* _Exercise description_
Nothing other than the lines from the one containing "dashboard::run_interactive(&mut session).await?;" through the last line of the data below should be output, each reproduced exactly.

* _Supplied material_

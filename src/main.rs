use clap::Parser;
use foodseg_dashboard::{cli, config, dashboard, error, logging, session};
use cli::{Cli, Commands};
use config::Config;
use error::{DashboardError, Result};
use foodseg_common::catalog;
use session::Session;

#[tokio::main]
async fn main() -> Result<()> {
    let cli = Cli::parse();
    logging::init(cli.verbose);

    let mut config = Config::load()?;
    config.override_api_url(cli.api_url.clone());

    match cli.command {
        Commands::Models => {
            dashboard::print_models(&config.default_model);
        }

        Commands::Segment { image, model } => {
            let mut session = Session::from_config(&config);
            if let Some(model) = model {
                session.select_model(&model);
            }

            let pb = dashboard::spinner("セグメンテーション中...");
            session.upload(&image).await;
            pb.finish_and_clear();

            dashboard::print_result(&session.result_view());
        }

        Commands::Gallery { mode, run, model } => {
            let mut session = Session::from_config(&config);
            if let Some(model) = model {
                session.select_model(&model);
            }
            session.load_gallery().await;
            if let Some(mode) = mode {
                session.set_gallery_mode(mode).await;
            }

            match run {
                Some(file) => {
                    let pb = dashboard::spinner("セグメンテーション中...");
                    session.run_gallery(&file).await;
                    pb.finish_and_clear();
                    dashboard::print_result(&session.result_view());
                }
                None => dashboard::print_gallery(&session),
            }
        }

        Commands::Logs { page } => {
            let mut session = Session::from_config(&config);
            let pb = dashboard::spinner("ログ取得中...");
            session.open_page(page).await;
            pb.finish_and_clear();
            dashboard::print_logs(&session);
        }

        Commands::Replay { id, page } => {
            config.api_url()?;
            let mut session = Session::from_config(&config);
            let pb = dashboard::spinner("ログ取得中...");
            session.open_page(page).await;
            pb.finish_and_clear();

            if !session.open_log(id) {
                return Err(DashboardError::UnknownLog(id));
            }
            let model = session
                .history()
                .detail()
                .map(|d| d.entry().model_id.clone())
                .unwrap_or_default();
            println!("🔁 #{} を {} で再実行", id, catalog::label_for(&model));

            let pb = dashboard::spinner("再実行中...");
            session.replay().await;
            pb.finish_and_clear();

            dashboard::print_result(&session.result_view());
            dashboard::print_detail(&session);
        }

        Commands::Config { set_api_url, clear_api_url, set_model, show } => {
            // 環境変数・引数の上書きを保存しないよう、ファイルの内容から編集する
            let mut stored = Config::load_from(&Config::config_path()?)?;
            let mut changed = false;

            if let Some(url) = set_api_url {
                stored.override_api_url(Some(url));
                changed = true;
                println!("✔ APIベースアドレスを設定しました");
            }
            if clear_api_url {
                stored.api_url = None;
                changed = true;
                println!("✔ APIベースアドレスを削除しました");
            }
            if let Some(model) = set_model {
                if !catalog::contains(&model) {
                    println!("⚠ カタログに無いモデルです: {}", model);
                }
                stored.default_model = model;
                changed = true;
                println!("✔ 既定モデルを設定しました");
            }
            if changed {
                stored.save()?;
            }

            if show {
                let effective = if changed { &stored } else { &config };
                println!("設定:");
                println!("  設定ファイル: {}", Config::config_path()?.display());
                println!("  APIベースアドレス: {}", effective.base().unwrap_or("未設定"));
                println!("  既定モデル: {}", effective.default_model);
                println!("  同梱画像: {}", effective.assets_dir.display());
                println!("  ギャラリー: {}", effective.gallery_mode.title());
            }
        }

        Commands::Dashboard => {
            let mut session = Session::from_config(&config);
            dashboard::run_interactive(&mut session).await?;
        }
    }

    Ok(())
}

* _Response for this exercise_
            dashboard::run_interactive(&mut session).await?;
        }
    }

    Ok(())
}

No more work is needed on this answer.